■ Dataset records ■
____________
use chrono::{DateTime, Datelike, Local, NaiveDate, Utc};
use serde::{Deserialize, Serialize};
use std::{cmp::Ordering, fmt, str::FromStr};
use thiserror::Error;

/// Window used when the viewer picks "all time".
pub const ALL_TIME_WINDOW_DAYS: u32 = 90;
/// Longest range, in days, a request may ask for.
pub const MAX_WINDOW_DAYS: u32 = 3660;

const MIN_YEAR: i32 = 0;
const MAX_YEAR: i32 = 9999;

/// A year/month/day triple with no clock or timezone attached.
///
/// The month is kept zero-based so that borrowing and carrying across month
/// boundaries index straight into the month-length table. Everything that
/// leaves this type (parsing, display, serde) uses canonical `YYYY-MM-DD`.
#[derive(Debug, Clone, Copy, PartialEq, Eq, Hash, Serialize, Deserialize)]
#[serde(try_from = "String", into = "String")]
pub struct CalendarDate {
    year: i32,
    month0: u8,
    day: u8,
}

#[derive(Debug, Clone, PartialEq, Eq, Error)]
pub enum ParseDateError {
    #[error("expected YYYY-MM-DD, got {0:?}")]
    Format(String),
    #[error("{0:?} is not a calendar date")]
    OutOfRange(String),
}

#[derive(Debug, Clone, PartialEq, Eq, Error)]
pub enum RangeError {
    #[error("invalid {field} date: {source}")]
    InvalidDate {
        field: &'static str,
        #[source]
        source: ParseDateError,
    },
    #[error("range start {start} is after end {end}")]
    Reversed {
        start: CalendarDate,
        end: CalendarDate,
    },
    #[error("days must be a positive number or 'all', got {0:?}")]
    InvalidSelection(String),
    #[error("range of {days} days exceeds the {max} day limit")]
    TooLong { days: u32, max: u32 },
}

pub fn is_leap_year(year: i32) -> bool {
    (year % 4 == 0 && year % 100 != 0) || year % 400 == 0
}

fn days_in_month(year: i32, month0: u8) -> u32 {
    const LENGTHS: [u32; 12] = [31, 28, 31, 30, 31, 30, 31, 31, 30, 31, 30, 31];
    if month0 == 1 && is_leap_year(year) {
        29
    } else {
        LENGTHS[usize::from(month0 % 12)]
    }
}

impl CalendarDate {
    pub const MIN: CalendarDate = CalendarDate { year: MIN_YEAR, month0: 0, day: 1 };
    pub const MAX: CalendarDate = CalendarDate { year: MAX_YEAR, month0: 11, day: 31 };

    /// Builds a date from a one-based month, rejecting days the month does not
    /// have and years that do not fit in four digits.
    pub fn from_ymd(year: i32, month: u32, day: u32) -> Option<Self> {
        if !(MIN_YEAR..=MAX_YEAR).contains(&year) || !(1..=12).contains(&month) {
            return None;
        }
        let month0 = (month - 1) as u8;
        if day == 0 || day > days_in_month(year, month0) {
            return None;
        }
        Some(Self {
            year,
            month0,
            day: day as u8,
        })
    }

    pub fn from_naive(date: NaiveDate) -> Option<Self> {
        Self::from_ymd(date.year(), date.month(), date.day())
    }

    pub fn year(&self) -> i32 {
        self.year
    }

    /// One-based month.
    pub fn month(&self) -> u32 {
        u32::from(self.month0) + 1
    }

    pub fn month0(&self) -> u32 {
        u32::from(self.month0)
    }

    pub fn day(&self) -> u32 {
        u32::from(self.day)
    }

    pub fn days_in_month(&self) -> u32 {
        days_in_month(self.year, self.month0)
    }

    pub fn pred(self) -> Option<Self> {
        self.checked_sub_days(1)
    }

    pub fn succ(self) -> Option<Self> {
        self.checked_add_days(1)
    }

    /// Steps back `days` calendar days, borrowing whole months from the
    /// previous month (and year) whenever the day of month would reach zero.
    /// `None` once the result would fall before year 0.
    pub fn checked_sub_days(self, days: u32) -> Option<Self> {
        let mut year = self.year;
        let mut month0 = self.month0;
        let mut day = u32::from(self.day);
        let mut remaining = days;

        while remaining >= day {
            remaining -= day;
            if month0 == 0 {
                month0 = 11;
                year -= 1;
                if year < MIN_YEAR {
                    return None;
                }
            } else {
                month0 -= 1;
            }
            day = days_in_month(year, month0);
        }

        Some(Self {
            year,
            month0,
            day: (day - remaining) as u8,
        })
    }

    /// `None` once the result would pass 9999-12-31.
    pub fn checked_add_days(self, days: u32) -> Option<Self> {
        let mut year = self.year;
        let mut month0 = self.month0;
        let mut day = u32::from(self.day);
        let mut remaining = days;

        loop {
            let left_in_month = days_in_month(year, month0) - day;
            if remaining <= left_in_month {
                day += remaining;
                break;
            }
            remaining -= left_in_month + 1;
            day = 1;
            if month0 == 11 {
                month0 = 0;
                year += 1;
                if year > MAX_YEAR {
                    return None;
                }
            } else {
                month0 += 1;
            }
        }

        Some(Self {
            year,
            month0,
            day: day as u8,
        })
    }

    /// Days since 1970-01-01 (negative before it).
    pub fn day_number(&self) -> i64 {
        let month = i64::from(self.month());
        let year = i64::from(self.year) - i64::from(month <= 2);
        let era = (if year >= 0 { year } else { year - 399 }) / 400;
        let year_of_era = year - era * 400;
        let shifted_month = (month + 9) % 12;
        let day_of_year = (153 * shifted_month + 2) / 5 + i64::from(self.day) - 1;
        let day_of_era = year_of_era * 365 + year_of_era / 4 - year_of_era / 100 + day_of_year;
        era * 146_097 + day_of_era - 719_468
    }

    pub fn days_until(&self, other: &CalendarDate) -> i64 {
        other.day_number() - self.day_number()
    }

    /// The instant at 12:00 UTC on this date. Any display offset within
    /// ±12h still lands on the same calendar day.
    pub fn noon_utc(&self) -> Option<DateTime<Utc>> {
        NaiveDate::from_ymd_opt(self.year, self.month(), self.day())?
            .and_hms_opt(12, 0, 0)
            .map(|noon| noon.and_utc())
    }
}

impl Ord for CalendarDate {
    fn cmp(&self, other: &Self) -> Ordering {
        (self.year, self.month0, self.day).cmp(&(other.year, other.month0, other.day))
    }
}

impl PartialOrd for CalendarDate {
    fn partial_cmp(&self, other: &Self) -> Option<Ordering> {
        Some(self.cmp(other))
    }
}

impl fmt::Display for CalendarDate {
    fn fmt(&self, f: &mut fmt::Formatter<'_>) -> fmt::Result {
        write!(f, "{:04}-{:02}-{:02}", self.year, self.month(), self.day)
    }
}

impl FromStr for CalendarDate {
    type Err = ParseDateError;

    fn from_str(s: &str) -> Result<Self, Self::Err> {
        let format_err = || ParseDateError::Format(s.to_string());
        let mut parts = s.split('-');
        let (Some(year), Some(month), Some(day), None) =
            (parts.next(), parts.next(), parts.next(), parts.next())
        else {
            return Err(format_err());
        };

        let all_digits = |part: &str, len: usize| {
            part.len() == len && part.bytes().all(|b| b.is_ascii_digit())
        };
        if !all_digits(year, 4) || !all_digits(month, 2) || !all_digits(day, 2) {
            return Err(format_err());
        }

        let year: i32 = year.parse().map_err(|_| format_err())?;
        let month: u32 = month.parse().map_err(|_| format_err())?;
        let day: u32 = day.parse().map_err(|_| format_err())?;

        Self::from_ymd(year, month, day).ok_or_else(|| ParseDateError::OutOfRange(s.to_string()))
    }
}

impl TryFrom<String> for CalendarDate {
    type Error = ParseDateError;

    fn try_from(value: String) -> Result<Self, Self::Error> {
        value.parse()
    }
}

impl From<CalendarDate> for String {
    fn from(date: CalendarDate) -> Self {
        date.to_string()
    }
}

/// Inclusive `[start, end]` with `start <= end`.
#[derive(Debug, Clone, Copy, PartialEq, Eq, Serialize)]
pub struct DateRange {
    pub start: CalendarDate,
    pub end: CalendarDate,
}

impl DateRange {
    pub fn new(start: CalendarDate, end: CalendarDate) -> Result<Self, RangeError> {
        if start > end {
            return Err(RangeError::Reversed { start, end });
        }
        Ok(Self { start, end })
    }

    pub fn len_days(&self) -> u32 {
        (self.start.days_until(&self.end) + 1) as u32
    }

    pub fn contains(&self, date: &CalendarDate) -> bool {
        self.start <= *date && *date <= self.end
    }

    pub fn days(&self) -> impl Iterator<Item = CalendarDate> {
        let end = self.end;
        std::iter::successors(Some(self.start), move |date| {
            if *date < end { date.succ() } else { None }
        })
    }
}

/// Trailing window of `window_days` dates ending on (and including) `today`.
///
/// The window is clamped to `1..=MAX_WINDOW_DAYS`, and the start never moves
/// before `CalendarDate::MIN`. Callers are expected to pass a positive size.
pub fn resolve_range(window_days: u32, today: CalendarDate) -> DateRange {
    let back = window_days.clamp(1, MAX_WINDOW_DAYS) - 1;
    DateRange {
        start: today.checked_sub_days(back).unwrap_or(CalendarDate::MIN),
        end: today,
    }
}

#[derive(Debug, Clone, Copy, PartialEq, Eq)]
pub enum RangeSelection {
    Days(u32),
    AllTime,
}

impl RangeSelection {
    pub fn window_days(self) -> u32 {
        match self {
            RangeSelection::Days(days) => days,
            RangeSelection::AllTime => ALL_TIME_WINDOW_DAYS,
        }
    }
}

impl Default for RangeSelection {
    fn default() -> Self {
        RangeSelection::Days(30)
    }
}

impl FromStr for RangeSelection {
    type Err = RangeError;

    fn from_str(s: &str) -> Result<Self, Self::Err> {
        let value = s.trim();
        if value.eq_ignore_ascii_case("all") {
            return Ok(RangeSelection::AllTime);
        }
        match value.parse::<u32>() {
            Ok(days) if days > MAX_WINDOW_DAYS => Err(RangeError::TooLong {
                days,
                max: MAX_WINDOW_DAYS,
            }),
            Ok(days) if days > 0 => Ok(RangeSelection::Days(days)),
            _ => Err(RangeError::InvalidSelection(s.to_string())),
        }
    }
}

/// Resolves the range a dashboard request asks for.
///
/// When both custom bounds are present they replace the computed window
/// outright, up to `MAX_WINDOW_DAYS` long. A single custom bound on its own is
/// ignored.
pub fn resolve_selection(
    selection: RangeSelection,
    custom_start: Option<&str>,
    custom_end: Option<&str>,
    today: CalendarDate,
) -> Result<DateRange, RangeError> {
    match (custom_start, custom_end) {
        (Some(start), Some(end)) => {
            let start = start
                .parse()
                .map_err(|source| RangeError::InvalidDate { field: "start", source })?;
            let end = end
                .parse()
                .map_err(|source| RangeError::InvalidDate { field: "end", source })?;
            let range = DateRange::new(start, end)?;
            if range.len_days() > MAX_WINDOW_DAYS {
                return Err(RangeError::TooLong {
                    days: range.len_days(),
                    max: MAX_WINDOW_DAYS,
                });
            }
            Ok(range)
        }
        _ => Ok(resolve_range(selection.window_days(), today)),
    }
}

/// The viewer-local calendar date, read from the clock on every call.
pub fn local_today() -> CalendarDate {
    // Clock years past 9999 pin to the last representable date.
    CalendarDate::from_naive(Local::now().date_naive()).unwrap_or(CalendarDate::MAX)
}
____________
■ Exercise ■
Could you transcribe the entries above word for word, from the line with "days_in_month(self.year, self.month0)" down to the line with "if month0 == 11", keeping both?

■ Answer to this exercise ■
        days_in_month(self.year, self.month0)
    }

    pub fn pred(self) -> Option<Self> {
        self.checked_sub_days(1)
    }

    pub fn succ(self) -> Option<Self> {
        self.checked_add_days(1)
    }

    /// Steps back `days` calendar days, borrowing whole months from the
    /// previous month (and year) whenever the day of month would reach zero.
    /// `None` once the result would fall before year 0.
    pub fn checked_sub_days(self, days: u32) -> Option<Self> {
        let mut year = self.year;
        let mut month0 = self.month0;
        let mut day = u32::from(self.day);
        let mut remaining = days;

        while remaining >= day {
            remaining -= day;
            if month0 == 0 {
                month0 = 11;
                year -= 1;
                if year < MIN_YEAR {
                    return None;
                }
            } else {
                month0 -= 1;
            }
            day = days_in_month(year, month0);
        }

        Some(Self {
            year,
            month0,
            day: (day - remaining) as u8,
        })
    }

    /// `None` once the result would pass 9999-12-31.
    pub fn checked_add_days(self, days: u32) -> Option<Self> {
        let mut year = self.year;
        let mut month0 = self.month0;
        let mut day = u32::from(self.day);
        let mut remaining = days;

        loop {
            let left_in_month = days_in_month(year, month0) - day;
            if remaining <= left_in_month {
                day += remaining;
                break;
            }
            remaining -= left_in_month + 1;
            day = 1;
            if month0 == 11 {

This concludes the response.